* **Exercise prompt**: Please retype the material beneath this task exactly, starting with its first line and finishing with the line containing "async fn submit(h: &Harness, task_id: &str, prompt: &str)".

* **Materials provided**:
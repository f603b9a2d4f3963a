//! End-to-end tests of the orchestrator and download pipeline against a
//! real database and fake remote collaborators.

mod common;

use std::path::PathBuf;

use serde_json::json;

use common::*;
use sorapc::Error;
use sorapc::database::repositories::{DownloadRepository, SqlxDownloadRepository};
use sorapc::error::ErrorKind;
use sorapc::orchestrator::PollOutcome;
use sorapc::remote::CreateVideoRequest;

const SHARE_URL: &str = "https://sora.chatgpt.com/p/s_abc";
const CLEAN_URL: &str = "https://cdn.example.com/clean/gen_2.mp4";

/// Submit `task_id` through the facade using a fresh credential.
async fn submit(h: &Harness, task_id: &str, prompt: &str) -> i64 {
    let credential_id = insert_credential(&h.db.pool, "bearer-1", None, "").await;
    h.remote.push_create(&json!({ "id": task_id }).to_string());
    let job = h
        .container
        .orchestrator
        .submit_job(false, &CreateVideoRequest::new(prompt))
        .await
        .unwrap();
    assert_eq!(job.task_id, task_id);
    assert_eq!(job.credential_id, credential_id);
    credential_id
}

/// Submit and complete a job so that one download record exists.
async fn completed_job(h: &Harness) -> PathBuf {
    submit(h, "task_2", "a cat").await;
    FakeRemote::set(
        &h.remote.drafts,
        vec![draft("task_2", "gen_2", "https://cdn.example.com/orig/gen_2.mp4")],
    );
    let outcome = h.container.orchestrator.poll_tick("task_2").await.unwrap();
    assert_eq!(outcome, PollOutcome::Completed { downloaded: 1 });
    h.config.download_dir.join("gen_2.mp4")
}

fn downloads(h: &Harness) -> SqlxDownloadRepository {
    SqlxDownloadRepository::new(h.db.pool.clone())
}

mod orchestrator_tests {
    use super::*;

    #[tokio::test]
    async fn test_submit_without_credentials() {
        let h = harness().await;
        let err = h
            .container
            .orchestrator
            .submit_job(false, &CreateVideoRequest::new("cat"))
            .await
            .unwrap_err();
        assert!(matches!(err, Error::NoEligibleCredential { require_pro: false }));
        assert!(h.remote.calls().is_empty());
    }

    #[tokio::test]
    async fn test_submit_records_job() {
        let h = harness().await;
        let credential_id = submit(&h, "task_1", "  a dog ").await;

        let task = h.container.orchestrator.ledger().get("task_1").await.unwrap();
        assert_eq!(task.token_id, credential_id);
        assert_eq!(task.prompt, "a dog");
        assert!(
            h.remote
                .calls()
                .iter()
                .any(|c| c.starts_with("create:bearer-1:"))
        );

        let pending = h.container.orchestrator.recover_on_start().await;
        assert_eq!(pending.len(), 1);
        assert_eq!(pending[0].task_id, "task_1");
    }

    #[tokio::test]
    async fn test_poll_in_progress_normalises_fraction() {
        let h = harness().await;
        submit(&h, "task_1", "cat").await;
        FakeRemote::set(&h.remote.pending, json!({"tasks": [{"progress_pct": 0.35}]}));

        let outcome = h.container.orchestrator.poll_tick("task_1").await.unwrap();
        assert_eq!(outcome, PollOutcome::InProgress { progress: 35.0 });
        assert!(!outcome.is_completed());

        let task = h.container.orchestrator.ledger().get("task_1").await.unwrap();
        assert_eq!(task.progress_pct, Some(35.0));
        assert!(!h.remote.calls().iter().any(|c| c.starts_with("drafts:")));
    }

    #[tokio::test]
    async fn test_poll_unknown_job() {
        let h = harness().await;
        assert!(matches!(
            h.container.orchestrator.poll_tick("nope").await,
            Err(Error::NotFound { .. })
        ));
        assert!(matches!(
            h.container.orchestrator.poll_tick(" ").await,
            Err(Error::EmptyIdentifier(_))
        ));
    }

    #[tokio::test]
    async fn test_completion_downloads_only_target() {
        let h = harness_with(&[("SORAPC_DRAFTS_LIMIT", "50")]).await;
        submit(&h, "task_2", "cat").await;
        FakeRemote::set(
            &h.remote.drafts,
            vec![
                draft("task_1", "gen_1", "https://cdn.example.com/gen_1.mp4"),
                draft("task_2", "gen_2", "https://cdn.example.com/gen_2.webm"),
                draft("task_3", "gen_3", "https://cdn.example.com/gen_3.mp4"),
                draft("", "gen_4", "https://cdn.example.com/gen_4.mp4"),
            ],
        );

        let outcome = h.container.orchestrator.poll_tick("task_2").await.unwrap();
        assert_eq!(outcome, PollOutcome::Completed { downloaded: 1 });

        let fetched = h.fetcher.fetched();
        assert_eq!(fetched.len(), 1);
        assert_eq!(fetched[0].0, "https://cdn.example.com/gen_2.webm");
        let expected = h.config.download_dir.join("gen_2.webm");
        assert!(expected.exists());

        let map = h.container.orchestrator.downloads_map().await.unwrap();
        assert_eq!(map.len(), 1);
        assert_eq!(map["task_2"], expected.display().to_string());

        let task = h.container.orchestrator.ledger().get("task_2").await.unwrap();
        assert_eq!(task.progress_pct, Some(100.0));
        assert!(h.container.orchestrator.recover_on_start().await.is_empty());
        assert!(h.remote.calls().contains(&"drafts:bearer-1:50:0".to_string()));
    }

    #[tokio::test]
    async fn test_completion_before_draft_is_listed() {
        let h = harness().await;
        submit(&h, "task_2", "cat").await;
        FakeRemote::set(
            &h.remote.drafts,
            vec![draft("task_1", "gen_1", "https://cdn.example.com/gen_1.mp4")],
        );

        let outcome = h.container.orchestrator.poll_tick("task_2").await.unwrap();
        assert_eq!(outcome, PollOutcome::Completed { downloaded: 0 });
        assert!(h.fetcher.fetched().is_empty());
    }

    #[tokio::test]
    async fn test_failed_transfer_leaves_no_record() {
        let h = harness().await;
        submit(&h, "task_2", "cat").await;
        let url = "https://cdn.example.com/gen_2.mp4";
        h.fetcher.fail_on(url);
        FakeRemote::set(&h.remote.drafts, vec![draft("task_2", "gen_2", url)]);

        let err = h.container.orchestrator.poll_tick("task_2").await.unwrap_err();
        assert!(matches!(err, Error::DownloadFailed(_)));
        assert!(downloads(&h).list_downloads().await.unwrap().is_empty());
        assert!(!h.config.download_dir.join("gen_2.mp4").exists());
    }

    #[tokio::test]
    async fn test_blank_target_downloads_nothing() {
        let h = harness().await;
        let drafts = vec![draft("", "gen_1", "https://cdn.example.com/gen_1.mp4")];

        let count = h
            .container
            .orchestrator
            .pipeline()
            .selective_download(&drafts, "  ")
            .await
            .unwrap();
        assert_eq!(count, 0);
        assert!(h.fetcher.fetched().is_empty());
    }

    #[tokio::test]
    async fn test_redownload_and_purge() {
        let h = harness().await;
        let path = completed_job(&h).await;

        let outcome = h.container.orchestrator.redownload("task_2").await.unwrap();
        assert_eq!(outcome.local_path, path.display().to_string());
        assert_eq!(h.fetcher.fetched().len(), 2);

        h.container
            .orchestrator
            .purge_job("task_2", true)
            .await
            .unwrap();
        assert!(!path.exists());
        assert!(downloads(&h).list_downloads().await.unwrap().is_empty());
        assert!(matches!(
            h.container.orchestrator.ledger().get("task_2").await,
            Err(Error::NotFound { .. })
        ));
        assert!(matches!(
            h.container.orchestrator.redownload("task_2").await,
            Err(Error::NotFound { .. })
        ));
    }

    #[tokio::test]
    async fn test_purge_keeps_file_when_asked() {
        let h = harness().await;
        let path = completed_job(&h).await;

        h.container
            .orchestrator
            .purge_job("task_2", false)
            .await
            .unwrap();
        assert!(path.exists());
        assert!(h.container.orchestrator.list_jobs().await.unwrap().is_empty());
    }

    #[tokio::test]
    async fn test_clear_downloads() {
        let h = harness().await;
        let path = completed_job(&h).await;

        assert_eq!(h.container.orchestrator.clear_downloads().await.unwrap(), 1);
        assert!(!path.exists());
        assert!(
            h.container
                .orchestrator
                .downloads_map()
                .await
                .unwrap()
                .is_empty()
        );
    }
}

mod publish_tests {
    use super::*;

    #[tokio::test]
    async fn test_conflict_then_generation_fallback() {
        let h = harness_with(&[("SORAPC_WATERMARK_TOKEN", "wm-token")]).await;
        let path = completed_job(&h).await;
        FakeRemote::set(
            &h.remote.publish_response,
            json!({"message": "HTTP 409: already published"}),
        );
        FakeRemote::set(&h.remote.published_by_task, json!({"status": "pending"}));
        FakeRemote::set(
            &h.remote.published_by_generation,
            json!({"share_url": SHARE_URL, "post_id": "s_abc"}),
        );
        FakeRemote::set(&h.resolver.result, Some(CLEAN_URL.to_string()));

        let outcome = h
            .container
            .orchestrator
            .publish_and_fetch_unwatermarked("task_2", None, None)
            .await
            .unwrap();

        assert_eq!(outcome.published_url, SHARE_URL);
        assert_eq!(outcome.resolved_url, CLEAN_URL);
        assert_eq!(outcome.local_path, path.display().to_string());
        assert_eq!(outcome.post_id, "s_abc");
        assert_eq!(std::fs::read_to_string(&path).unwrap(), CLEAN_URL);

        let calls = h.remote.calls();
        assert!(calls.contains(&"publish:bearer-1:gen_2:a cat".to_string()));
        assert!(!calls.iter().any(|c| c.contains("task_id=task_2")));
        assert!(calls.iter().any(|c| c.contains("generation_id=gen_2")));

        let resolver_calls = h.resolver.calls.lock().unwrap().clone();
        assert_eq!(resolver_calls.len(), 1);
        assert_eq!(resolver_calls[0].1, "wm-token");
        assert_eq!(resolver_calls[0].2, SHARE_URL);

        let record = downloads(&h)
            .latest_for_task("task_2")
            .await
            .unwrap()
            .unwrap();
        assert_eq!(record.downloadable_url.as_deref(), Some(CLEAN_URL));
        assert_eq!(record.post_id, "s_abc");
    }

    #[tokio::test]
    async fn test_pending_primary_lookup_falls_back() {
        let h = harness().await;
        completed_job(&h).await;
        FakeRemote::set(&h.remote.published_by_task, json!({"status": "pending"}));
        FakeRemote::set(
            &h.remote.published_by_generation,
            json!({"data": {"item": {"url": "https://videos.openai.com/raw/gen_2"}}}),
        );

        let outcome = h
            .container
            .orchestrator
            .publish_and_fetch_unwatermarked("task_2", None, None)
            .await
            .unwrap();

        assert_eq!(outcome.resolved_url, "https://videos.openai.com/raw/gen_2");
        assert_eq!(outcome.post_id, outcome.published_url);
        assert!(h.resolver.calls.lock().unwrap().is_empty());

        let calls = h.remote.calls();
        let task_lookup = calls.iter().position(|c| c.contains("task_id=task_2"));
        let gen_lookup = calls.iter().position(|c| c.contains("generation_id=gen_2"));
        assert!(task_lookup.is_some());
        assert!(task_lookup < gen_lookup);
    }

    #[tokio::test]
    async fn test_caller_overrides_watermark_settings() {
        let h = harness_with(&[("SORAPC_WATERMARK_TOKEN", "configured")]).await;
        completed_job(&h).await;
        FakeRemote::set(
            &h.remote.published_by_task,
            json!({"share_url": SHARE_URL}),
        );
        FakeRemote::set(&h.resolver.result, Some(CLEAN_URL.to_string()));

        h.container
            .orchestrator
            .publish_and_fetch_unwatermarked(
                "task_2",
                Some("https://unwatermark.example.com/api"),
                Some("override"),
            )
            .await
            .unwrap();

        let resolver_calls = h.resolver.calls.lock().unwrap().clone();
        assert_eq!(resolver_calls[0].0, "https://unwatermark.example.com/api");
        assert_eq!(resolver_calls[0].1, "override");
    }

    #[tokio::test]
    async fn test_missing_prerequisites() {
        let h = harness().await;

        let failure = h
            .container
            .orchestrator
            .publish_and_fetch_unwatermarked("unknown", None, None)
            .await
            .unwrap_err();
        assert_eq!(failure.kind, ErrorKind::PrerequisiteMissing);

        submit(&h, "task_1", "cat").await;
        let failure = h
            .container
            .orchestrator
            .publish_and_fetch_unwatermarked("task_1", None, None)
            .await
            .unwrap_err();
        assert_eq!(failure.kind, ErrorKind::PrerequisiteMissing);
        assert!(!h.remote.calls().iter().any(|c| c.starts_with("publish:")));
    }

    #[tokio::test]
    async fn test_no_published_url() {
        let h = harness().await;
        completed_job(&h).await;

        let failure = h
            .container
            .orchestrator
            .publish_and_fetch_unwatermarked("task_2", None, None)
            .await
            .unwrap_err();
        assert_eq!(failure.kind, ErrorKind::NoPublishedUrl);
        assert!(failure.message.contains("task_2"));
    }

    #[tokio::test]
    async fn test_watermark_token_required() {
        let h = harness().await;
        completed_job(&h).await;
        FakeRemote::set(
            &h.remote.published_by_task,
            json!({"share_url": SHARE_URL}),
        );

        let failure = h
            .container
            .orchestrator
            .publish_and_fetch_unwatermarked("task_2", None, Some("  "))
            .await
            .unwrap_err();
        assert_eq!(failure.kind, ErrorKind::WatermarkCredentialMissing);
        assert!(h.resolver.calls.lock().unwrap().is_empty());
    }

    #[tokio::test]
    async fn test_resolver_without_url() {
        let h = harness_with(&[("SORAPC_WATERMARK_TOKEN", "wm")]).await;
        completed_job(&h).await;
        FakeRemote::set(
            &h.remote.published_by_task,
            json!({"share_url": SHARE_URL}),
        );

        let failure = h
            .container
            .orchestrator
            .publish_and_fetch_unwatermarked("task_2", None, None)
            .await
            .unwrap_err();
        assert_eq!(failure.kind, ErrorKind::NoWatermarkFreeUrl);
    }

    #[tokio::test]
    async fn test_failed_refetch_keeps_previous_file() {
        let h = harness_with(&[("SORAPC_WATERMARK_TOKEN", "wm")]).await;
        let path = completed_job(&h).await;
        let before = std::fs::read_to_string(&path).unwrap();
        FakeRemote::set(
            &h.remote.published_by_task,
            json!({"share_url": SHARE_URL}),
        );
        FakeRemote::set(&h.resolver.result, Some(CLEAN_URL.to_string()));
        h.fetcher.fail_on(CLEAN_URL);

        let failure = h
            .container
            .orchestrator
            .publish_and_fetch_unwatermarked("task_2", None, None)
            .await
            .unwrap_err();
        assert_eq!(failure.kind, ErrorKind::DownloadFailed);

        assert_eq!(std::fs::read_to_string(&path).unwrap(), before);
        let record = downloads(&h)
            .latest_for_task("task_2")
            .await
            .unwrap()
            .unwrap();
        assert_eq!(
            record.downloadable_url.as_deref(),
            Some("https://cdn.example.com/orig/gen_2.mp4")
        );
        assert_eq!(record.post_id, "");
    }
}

* **Exercise answer**:
repository f603b9a2d4f3963a
//! End-to-end tests of the orchestrator and download pipeline against a
//! real database and fake remote collaborators.

mod common;

use std::path::PathBuf;

use serde_json::json;

use common::*;
use sorapc::Error;
use sorapc::database::repositories::{DownloadRepository, SqlxDownloadRepository};
use sorapc::error::ErrorKind;
use sorapc::orchestrator::PollOutcome;
use sorapc::remote::CreateVideoRequest;

const SHARE_URL: &str = "https://sora.chatgpt.com/p/s_abc";
const CLEAN_URL: &str = "https://cdn.example.com/clean/gen_2.mp4";

/// Submit `task_id` through the facade using a fresh credential.
async fn submit(h: &Harness, task_id: &str, prompt: &str) -> i64 {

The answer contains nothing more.